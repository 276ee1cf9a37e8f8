#![cfg(all(test, target_os = "linux"))]
use reachr_core::ReachabilityChecker;
use reachr_integration_tests::{AcceptingListener, closed_port, open_descriptors};

const ROUNDS: usize = 200;

/// Kept in its own test binary so no other test opens sockets concurrently.
#[test]
fn repeated_checks_do_not_leak_descriptors() {
    let listener = AcceptingListener::spawn().unwrap();
    let open = ReachabilityChecker::with_port("127.0.0.1", listener.port());
    let reserved = closed_port().unwrap();
    let closed = ReachabilityChecker::with_port("127.0.0.1", reserved.port);

    // Warm up lazily opened descriptors (resolver, etc).
    assert!(open.is_reachable().unwrap());
    let before: usize = open_descriptors().unwrap();

    for _ in 0..ROUNDS {
        assert!(open.is_reachable().unwrap());
        assert!(!closed.is_reachable().unwrap());
    }

    let after: usize = open_descriptors().unwrap();
    // The accept thread may still hold the last connection for a moment.
    assert!(after <= before + 2, "descriptors grew from {before} to {after}");
}
pub mod checker;
pub mod network;

pub use checker::ReachabilityChecker;
pub use reachr_common::{DEFAULT_PORT, DEFAULT_TIMEOUT_MS, ReachError, Target};
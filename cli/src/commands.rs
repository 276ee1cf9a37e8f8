pub mod check;

use clap::{ArgAction, Parser};
use reachr_common::config::Config;
use reachr_common::{DEFAULT_TIMEOUT_MS, Target};

#[derive(Parser)]
#[command(name = "reachr")]
#[command(version, about = "Check whether hosts accept TCP connections.")]
pub struct CommandLine {
    /// Endpoints as host[:port], comma or space separated (port defaults to 80)
    #[arg(value_delimiter = ',')]
    pub targets: Vec<Target>,

    /// Connect timeout in milliseconds, 0 leaves it to the OS
    #[arg(short, long, default_value_t = DEFAULT_TIMEOUT_MS)]
    pub timeout: u64,

    /// Less output: -q hides headers, -qq shows reachable hosts only
    #[arg(short, long, action = ArgAction::Count)]
    pub quiet: u8,

    /// Do not print the banner
    #[arg(long)]
    pub no_banner: bool,
}

impl CommandLine {
    pub fn parse_args() -> Self {
        Self::parse()
    }

    pub fn config(&self) -> Config {
        Config {
            timeout_ms: self.timeout,
            quiet: self.quiet,
            no_banner: self.no_banner,
        }
    }
}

= = = = =

_YOUR INSTRUCTIONS_
From the listing above, report the number of lines containing the string "after", without any accompanying remarks.

_PROBLEM SOLUTION_
2